I’m absolutely, positively uncomfortable talking about my love life because well frankly, it doesn’t exist. I don’t know what love feels like. I’ve felt…infatuation before. It’s this brief period of bliss, but for some reason, it doesn’t last. I can pretend, but why should I have to pretend? I’ve felt the pressure time and time again to fall in love. I’m getting older. I’ll be 21 soon. I’ve seen people have my age find more meaningful relationships. By time someone gets to be 20, they’re supposed to have had a few broken hearts. They should have jumped around from person to person and found out what they want in a man. For that reason, I feel as if I’m not living my life right.

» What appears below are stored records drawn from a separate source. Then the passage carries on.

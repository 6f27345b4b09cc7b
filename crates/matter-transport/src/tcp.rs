use std::collections::HashMap;
use std::net::SocketAddr;
use std::sync::Arc;

use async_trait::async_trait;
use tokio::io::{AsyncReadExt, AsyncWriteExt};
use tokio::net::tcp::OwnedWriteHalf;
use tokio::net::{TcpListener, TcpStream};
use tokio::sync::{mpsc, Mutex};
use tokio_util::sync::CancellationToken;
use tracing::{debug, warn};

use crate::error::TransportError;
use crate::transport::{InboundMessage, Transport, TransportKind};

/// Default `maxTcpMessageSize` (spec.md §4.A) used until both ends
/// negotiate a larger value in their session parameters.
pub const DEFAULT_MAX_MESSAGE_SIZE: usize = 64_000;

/// A large-message-capable TCP transport. Frames are length-prefixed
/// (4-byte LE byte count) since TCP has no inherent message boundary.
pub struct TcpTransport {
    connections: Arc<Mutex<HashMap<SocketAddr, OwnedWriteHalf>>>,
    cancel: CancellationToken,
    max_message_size: usize,
    local_addr: SocketAddr,
    tx: mpsc::Sender<InboundMessage>,
}

impl TcpTransport {
    pub fn local_addr(&self) -> SocketAddr {
        self.local_addr
    }

    pub async fn bind(addr: SocketAddr, max_message_size: usize) -> Result<(Self, mpsc::Receiver<InboundMessage>), TransportError> {
        let listener = TcpListener::bind(addr).await.map_err(TransportError::BindFailed)?;
        let local_addr = listener.local_addr().map_err(TransportError::BindFailed)?;
        let (tx, rx) = mpsc::channel(256);
        let cancel = CancellationToken::new();
        let connections: Arc<Mutex<HashMap<SocketAddr, OwnedWriteHalf>>> = Arc::new(Mutex::new(HashMap::new()));

        let accept_cancel = cancel.child_token();
        let accept_connections = Arc::clone(&connections);
        let accept_tx = tx.clone();
        tokio::spawn(async move {
            loop {
                tokio::select! {
                    () = accept_cancel.cancelled() => break,
                    accepted = listener.accept() => {
                        match accepted {
                            Ok((stream, peer)) => {
                                register_connection(stream, peer, &accept_connections, accept_tx.clone(), accept_cancel.child_token(), max_message_size).await;
                            }
                            Err(error) => {
                                warn!(%error, "tcp transport accept error");
                                break;
                            }
                        }
                    }
                }
            }
            debug!("tcp transport accept loop exiting");
        });

        Ok((TcpTransport { connections, cancel, max_message_size, local_addr, tx }, rx))
    }
}

async fn register_connection(
    stream: TcpStream,
    peer: SocketAddr,
    connections: &Arc<Mutex<HashMap<SocketAddr, OwnedWriteHalf>>>,
    tx: mpsc::Sender<InboundMessage>,
    cancel: CancellationToken,
    max_message_size: usize,
) {
    let (read_half, write_half) = stream.into_split();
    connections.lock().await.insert(peer, write_half);
    tokio::spawn(read_loop(read_half, peer, tx, cancel, max_message_size));
}

async fn read_loop(
    mut read_half: tokio::net::tcp::OwnedReadHalf,
    peer: SocketAddr,
    tx: mpsc::Sender<InboundMessage>,
    cancel: CancellationToken,
    max_message_size: usize,
) {
    loop {
        let mut len_buf = [0u8; 4];
        tokio::select! {
            () = cancel.cancelled() => break,
            result = read_half.read_exact(&mut len_buf) => {
                if result.is_err() {
                    break;
                }
            }
        }
        let len = u32::from_le_bytes(len_buf) as usize;
        if len > max_message_size {
            warn!(len, max_message_size, "tcp frame exceeds negotiated maxTcpMessageSize, closing connection");
            break;
        }
        let mut data = vec![0u8; len];
        if read_half.read_exact(&mut data).await.is_err() {
            break;
        }
        if tx.send(InboundMessage { peer, data }).await.is_err() {
            break;
        }
    }
    debug!(%peer, "tcp transport read loop exiting");
}

#[async_trait]
impl Transport for TcpTransport {
    fn kind(&self) -> TransportKind {
        TransportKind::Stream
    }

    fn supports(&self, kind: TransportKind, _peer_hint: SocketAddr) -> bool {
        kind == TransportKind::Stream
    }

    async fn open_channel(&self, address: SocketAddr) -> Result<(), TransportError> {
        if self.connections.lock().await.contains_key(&address) {
            return Ok(());
        }
        let stream = TcpStream::connect(address).await.map_err(TransportError::SendFailed)?;
        register_connection(stream, address, &self.connections, self.tx.clone(), self.cancel.child_token(), self.max_message_size).await;
        Ok(())
    }

    async fn send(&self, address: SocketAddr, data: &[u8]) -> Result<(), TransportError> {
        if data.len() > self.max_message_size {
            return Err(TransportError::SendFailed(std::io::Error::new(
                std::io::ErrorKind::InvalidInput,
                "frame exceeds negotiated maxTcpMessageSize",
            )));
        }
        self.open_channel(address).await?;
        let mut connections = self.connections.lock().await;
        let write_half = connections.get_mut(&address).ok_or(TransportError::Closed)?;
        write_half.write_all(&(data.len() as u32).to_le_bytes()).await.map_err(TransportError::SendFailed)?;
        write_half.write_all(data).await.map_err(TransportError::SendFailed)?;
        Ok(())
    }

    async fn close(&self) -> Result<(), TransportError> {
        self.cancel.cancel();
        self.connections.lock().await.clear();
        Ok(())
    }
}

#[cfg(test)]
mod tests {
    use super::*;

    #[tokio::test]
    async fn send_then_receive_round_trips_a_frame() {
        let (server, mut server_rx) = TcpTransport::bind("127.0.0.1:0".parse().unwrap(), DEFAULT_MAX_MESSAGE_SIZE).await.unwrap();
        let server_addr = server.local_addr();

        let (client, _client_rx) = TcpTransport::bind("127.0.0.1:0".parse().unwrap(), DEFAULT_MAX_MESSAGE_SIZE).await.unwrap();
        client.send(server_addr, b"hello over tcp").await.unwrap();

        let received = server_rx.recv().await.unwrap();
        assert_eq!(received.data, b"hello over tcp");
    }

    #[tokio::test]
    async fn refuses_to_send_frame_over_negotiated_limit() {
        let (client, _rx) = TcpTransport::bind("127.0.0.1:0".parse().unwrap(), 16).await.unwrap();
        let peer: SocketAddr = "127.0.0.1:1".parse().unwrap();
        let oversized = vec![0u8; 17];
        assert!(client.send(peer, &oversized).await.is_err());
    }
}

I grew up an ugly duckling. Pudgy, bespectacled, awkward… I stayed that way all the way up into high school. I never turned heads of any sort. I never cared well…until my little sister (who was 3 years younger than me) did. Despite being a major tomboy who shaved off most of her hair at one point, she still gathered male attention. I thought I had done everything right. I was feminine, quiet, tried to be kind… But still I didn’t look like other girls. Even when puberty hit, I still had short hair. I dressed modestly. I valued my studies more than my social life. My mom said I just intimidated guys. So I pretended I wasn’t smart. I hid my test grades in glass. I pretended not to know answers. You know what? It still didn’t work.
I have dated a few times, but I’m really not too comfortable discussing them in-depth. I will say that in my desperate attempt to find my first love, I lost myself a bit. Since realizing this, I’ve reverted back to my original self: bespectacled, awkward, and scholarly. When love comes, it comes. I’m sure it will feel wonderful when it does come around.
Until then, my first “love” must be my education. It’s always been first in my life. My studies almost always come before my social life or anything else. Maybe that’s why I’m intimidating?